Hirosaki is fairly spread out and you will need to figure out the bus system to get around affordably. Most lines radiate from JR Hirosaki station.

See

Castle grounds

  • Hirosaki Castle (弘前城 Hirosaki-jō). Only a few parts of the castle (built in 1627) remains, but the central donjon still looks pretty, especially in cherry blossom season. The grounds have been turned into a large park, including 5000 cherry trees. Admission to the museum in the donjon, featuring the usual array of swords and helmets, costs ¥200. Nearest bus stop Shiyakusho-mae (15 min from station).
  • Neputa Village (ねぷた村 Neputa-mura). Located at the park's northerneastern corner, this is where the festival's floats and memorabilia are held outside the Neputa festival season (see Do). The Village showcases a particularly large 8x10m specimen, and sheepishly notes that it's now too big to fit under the electric wires that crisscross Japanese streets. There are also several workshops preparing traditional Hirosaki handicrafts, which can be purchased by visitors. Admission ¥500.
  • Otemon Square. On the other side of the park, this complex contains Hirosaki's tourist information center and showcases more beautiful Neputa stuff including Japan's largest drum, diameter 4.5m wide and big enough for 50 people to bang on at once. Free admission.

Temples

  • Zenringai (禅林街) is a collection of 33 Zen temples moved or built here to spiritually safeguard Hirosaki Castle. To get there, take a bus to Yonchuko and get off at Shigemori-cho Chosho-ji (20 min).
    • Chōshō-ji Temple (長勝寺). Known for the Sanmon Gate (1629) and a hall filled with wooden statues of the 500 Disciples of Buddha.

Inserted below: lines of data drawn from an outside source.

//! The single place where the save tree is mutated.
//!
//! Renderers never write to the tree directly: they describe *where* a control writes
//! (a [`DataPath`]) and the session funnels every change through [`apply_edit`].

use crate::SaveValue;
use log::debug;
use std::fmt;

#[derive(Debug, Clone, PartialEq, Eq, Hash)]
pub enum PathSeg {
    Key(String),
    Index(usize),
}

/// Address of a node in the save tree, e.g. `game_data.chara_flag[12]`.
#[derive(Debug, Clone, Default, PartialEq, Eq, Hash)]
pub struct DataPath(Vec<PathSeg>);

impl DataPath {
    pub fn root() -> Self {
        Self(Vec::new())
    }

    /// Parse a dotted path such as `game_data` or `chara_data.c_varia_dat`.
    pub fn from_dotted(dotted: &str) -> Self {
        Self(
            dotted
                .split('.')
                .filter(|s| !s.is_empty())
                .map(|s| PathSeg::Key(s.to_string()))
                .collect(),
        )
    }

    pub fn key(&self, key: &str) -> Self {
        let mut segs = self.0.clone();
        segs.push(PathSeg::Key(key.to_string()));
        Self(segs)
    }

    pub fn index(&self, index: usize) -> Self {
        let mut segs = self.0.clone();
        segs.push(PathSeg::Index(index));
        Self(segs)
    }

    pub fn resolve<'a>(&self, root: &'a SaveValue) -> Option<&'a SaveValue> {
        self.0.iter().try_fold(root, |node, seg| match seg {
            PathSeg::Key(k) => node.get(k),
            PathSeg::Index(i) => node.at(*i),
        })
    }

    pub fn resolve_mut<'a>(&self, root: &'a mut SaveValue) -> Option<&'a mut SaveValue> {
        self.0.iter().try_fold(root, |node, seg| match seg {
            PathSeg::Key(k) => node.get_mut(k),
            PathSeg::Index(i) => node.as_array_mut().and_then(|a| a.get_mut(*i)),
        })
    }

    fn split_last(&self) -> Option<(DataPath, &PathSeg)> {
        let (last, parent) = self.0.split_last()?;
        Some((DataPath(parent.to_vec()), last))
    }
}

impl fmt::Display for DataPath {
    fn fmt(&self, f: &mut fmt::Formatter<'_>) -> fmt::Result {
        if self.0.is_empty() {
            return f.write_str("$");
        }
        for (i, seg) in self.0.iter().enumerate() {
            match seg {
                PathSeg::Key(k) if i == 0 => write!(f, "{k}")?,
                PathSeg::Key(k) => write!(f, ".{k}")?,
                PathSeg::Index(idx) => write!(f, "[{idx}]")?,
            }
        }
        Ok(())
    }
}

#[derive(Debug, Clone, PartialEq, thiserror::Error)]
pub enum EditError {
    #[error("path {0} does not exist in the save")]
    PathNotFound(String),
    #[error("{0} is not an object or array")]
    NotAContainer(String),
    #[error("index {index} is out of range for {path} (length {len})")]
    IndexOutOfRange {
        path: String,
        index: usize,
        len: usize,
    },
    #[error("control {0} is read-only")]
    ReadOnly(String),
    #[error("control {control} does not accept {input} input")]
    InputMismatch { control: String, input: &'static str },
    #[error("no control {0} in the current view")]
    UnknownControl(String),
}

/// Write `value` at `path`. Object keys are inserted when missing (the game tolerates
/// extra keys), array slots must already exist.
pub fn apply_edit(root: &mut SaveValue, path: &DataPath, value: SaveValue) -> Result<(), EditError> {
    let Some((parent_path, last)) = path.split_last() else {
        return Err(EditError::NotAContainer(path.to_string()));
    };
    let parent = parent_path
        .resolve_mut(root)
        .ok_or_else(|| EditError::PathNotFound(parent_path.to_string()))?;

    match (parent, last) {
        (SaveValue::Object(map), PathSeg::Key(k)) => {
            map.insert(k.clone(), value);
        }
        (SaveValue::Array(values), PathSeg::Index(i)) => {
            let len = values.len();
            let slot = values.get_mut(*i).ok_or(EditError::IndexOutOfRange {
                path: parent_path.to_string(),
                index: *i,
                len,
            })?;
            *slot = value;
        }
        _ => return Err(EditError::NotAContainer(parent_path.to_string())),
    }
    debug!("edit {path}");
    Ok(())
}

#[cfg(test)]
mod tests {
    use super::{DataPath, EditError, apply_edit};
    use crate::SaveValue;

    fn sample() -> SaveValue {
        SaveValue::parse(r#"{"game_data": {"chara_flag": [0, 1, 70]}, "px": 3}"#).unwrap()
    }

    #[test]
    fn display_reads_like_an_accessor() {
        let p = DataPath::from_dotted("game_data").key("chara_flag").index(2);
        assert_eq!(p.to_string(), "game_data.chara_flag[2]");
        assert_eq!(DataPath::root().to_string(), "$");
    }

    #[test]
    fn apply_writes_array_slot_and_object_key() {
        let mut root = sample();
        let flag = DataPath::from_dotted("game_data.chara_flag").index(1);
        apply_edit(&mut root, &flag, SaveValue::int(71)).unwrap();
        assert_eq!(flag.resolve(&root), Some(&SaveValue::int(71)));

        let py = DataPath::root().key("py");
        apply_edit(&mut root, &py, SaveValue::int(9)).unwrap();
        assert_eq!(root.get("py"), Some(&SaveValue::int(9)));
    }

    #[test]
    fn apply_rejects_out_of_range_and_missing_parent() {
        let mut root = sample();
        let err = apply_edit(
            &mut root,
            &DataPath::from_dotted("game_data.chara_flag").index(9),
            SaveValue::int(1),
        )
        .unwrap_err();
        assert!(matches!(err, EditError::IndexOutOfRange { len: 3, .. }));

        let err = apply_edit(
            &mut root,
            &DataPath::from_dotted("party_data.gold"),
            SaveValue::int(1),
        )
        .unwrap_err();
        assert_eq!(err, EditError::PathNotFound("party_data".to_string()));
    }

    #[test]
    fn apply_rejects_scalar_parent() {
        let mut root = sample();
        let err = apply_edit(&mut root, &DataPath::from_dotted("px.x"), SaveValue::Null).unwrap_err();
        assert_eq!(err, EditError::NotAContainer("px".to_string()));
    }
}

Admission ¥300, open daily 8 AM to 5 PM (but closed December through March).
  • Shinteramachi (新寺町) is a slightly newer set of temples affiliated with the Nichiren sect. To get there, take a bus to Sakuragaoka and get off at Hirosaki High School (13 min).
    • Saishō-in Monastery (最勝院). Known for its five-storied pagoda, completed in 1667, which stands 31.2 meters tall and took ten years to built on the order of Tsugaru clan leader Nobuyoshi.

Do

  • Hirosaki's biggest event is the yearly Neputa Matsuri (ねぷた祭り), held in the first week of August and quite similar to Aomori's Nebuta Matsuri (note slight difference in spelling). The festival is famous for its extravagant and colouful illuminated floats and accompanying dancers, and accommodation in the area is booked tight in season.

Buy

Eat

Hirosaki is Japan's leading producer of apples, introduced to the city in 1875 by John Inge, an American teacher working at a local school.

Drink

Sleep

  • Hirosaki Youth Hostel. Tel. 0172-33-7066, [1]. Housed in a concrete cube, this is a dull but friendly base for exploring the city. A bed for the night costs ¥3045 for HI members.

Contact

Drop into the Hirosaki Tourist Information Center at Otemon Square (under See) for useful maps and information.